Он знал, что так нужно было сделать. И знал, что так не сделает. Пускаясь в свое путешествие из науки в жизнь, от своих многотомных трудов в Барабу, Вершинин мечтал обогатиться, мечтал о победе, о реванше. Он хотел прийти к практикам и жить среди них как ученый, а потом вернуться в науку и в ученом мире слыть практиком. Хотел там и здесь восстановить свое имя, перешагнуть через печальную известность талантливого неудачника.
Он знал, что после того как он уйдет, убежит из Барабы, уже никогда больше не сможет верить в себя. Второе поражение должно было его надломить. Когда его постигла неудача с «Материалами», он знал, что «Материалы» можно переписать. Самого себя переписать нельзя.
Он угадывал эволюцию своей речи-признания о Барабе, которую произнес, лежа под рваным дождевиком: сначала речь забудется, потом вспомнится снова, и тем скорее, чем скорее он перестанет иметь даже самое отдаленное отношение к проблеме Барабы. Когда-нибудь настанет срок, и он произнесет свою речь для тех, кто будет к тому времени заниматься этой проблемой, а тогда поставит себе в заслугу свое нынешнее пребывание в Барабе.
Он даже знал, кого он возненавидит теперь больше всех: профессора Редникова. Профессор писал труд о Барабе, старательно склеивая вырезки из районных газет с высказываниями виднейших ученых. Он занимался этим день и ночь, кроме понедельника. В понедельник профессор с рюкзаком за плечами отправлялся в окрестности города и старательно собирал бутылки, которые в воскресные дни горожане выбрасывали на пикниках.
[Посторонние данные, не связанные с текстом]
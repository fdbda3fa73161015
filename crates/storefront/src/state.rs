//! Application state shared across handlers.

use std::sync::Arc;

use agritech_core::{Catalog, OrderService};

use crate::config::StorefrontConfig;
use crate::services::{InsightService, MockOrderService, ShopperStore};

/// Application state shared across all handlers.
///
/// This struct is cheaply cloneable via `Arc` and provides access to
/// the catalog, the order service, and every shopper's session.
#[derive(Clone)]
pub struct AppState {
    inner: Arc<AppStateInner>,
}

struct AppStateInner {
    config: StorefrontConfig,
    catalog: Catalog,
    orders: Arc<dyn OrderService>,
    insights: InsightService,
    shoppers: ShopperStore,
}

impl AppState {
    /// Create a new application state with the given order service.
    ///
    /// # Arguments
    ///
    /// * `config` - Storefront configuration
    /// * `catalog` - Products offered in the marketplace
    /// * `orders` - Backend that accepts orders
    #[must_use]
    pub fn new(
        config: StorefrontConfig,
        catalog: Catalog,
        orders: Arc<dyn OrderService>,
    ) -> Self {
        let insights = InsightService::new(config.mock_latency);
        let shoppers = ShopperStore::new(config.session_idle);

        Self {
            inner: Arc::new(AppStateInner {
                config,
                catalog,
                orders,
                insights,
                shoppers,
            }),
        }
    }

    /// Create application state backed by the mocked order service.
    #[must_use]
    pub fn with_mock_orders(config: StorefrontConfig, catalog: Catalog) -> Self {
        let orders = Arc::new(MockOrderService::new(config.mock_latency));
        Self::new(config, catalog, orders)
    }

    /// Get a reference to the storefront configuration.
    #[must_use]
    pub fn config(&self) -> &StorefrontConfig {
        &self.inner.config
    }

    /// Get a reference to the product catalog.
    #[must_use]
    pub fn catalog(&self) -> &Catalog {
        &self.inner.catalog
    }

    /// Get a handle to the order service.
    #[must_use]
    pub fn orders(&self) -> Arc<dyn OrderService> {
        Arc::clone(&self.inner.orders)
    }

    /// Get a reference to the insight service.
    #[must_use]
    pub fn insights(&self) -> &InsightService {
        &self.inner.insights
    }

    /// Get a reference to the shopper session registry.
    #[must_use]
    pub fn shoppers(&self) -> &ShopperStore {
        &self.inner.shoppers
    }
}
Разбитые бутылки приводили профессора в несказанное уныние, богатая же добыча воодушевляла на научные подвиги следующей недели.
Профессор Редников, цитируя виднейших ученых, приводил цитаты из Вершинина, и Вершинин насмешливо, но в общем-то незлобиво над ним подтрунивал.
Теперь же он Редникова возненавидит.
Многое уже знал Вершинин о том, что и как будет, и все-таки сомневался: а вдруг?
Вдруг он поднимается на кафедру актового зала, произнесет речь… и вернется в Барабу. Вдруг?..
Чтобы случилось «вдруг» или «не вдруг», должен был появиться кто-то третий, кто рассудил бы его с Барабой, кому можно объяснить, почему он должен покинуть Барабу; кто мог бы сказать, что не приспело еще время решать проблему Барабы.
Вершинин призвал к себе в себеседники Семенова-Тян-Шанского, но тот молчал. Обратился к Бергу — и тот молчал. Бывало, когда люди судили и осуждали его, он злился отчаянно. Теперь все молчали, даже воображаемые люди. Это было во сто крат хуже осуждения.
Заговорил вдруг с ним генерал-лейтенант корпуса военных топографов Иосиф Ипполитович Жилинский.
У Вершинина всегда было воображение, которое его самого удивляло: он мог целую дискуссию открыть с Марко Поло или с Палласом. Споры бывали со взаимными нападками и эмоциями, так что Вершинин иногда с полгода не брал в руки книг того автора, на которого оказался в обиде.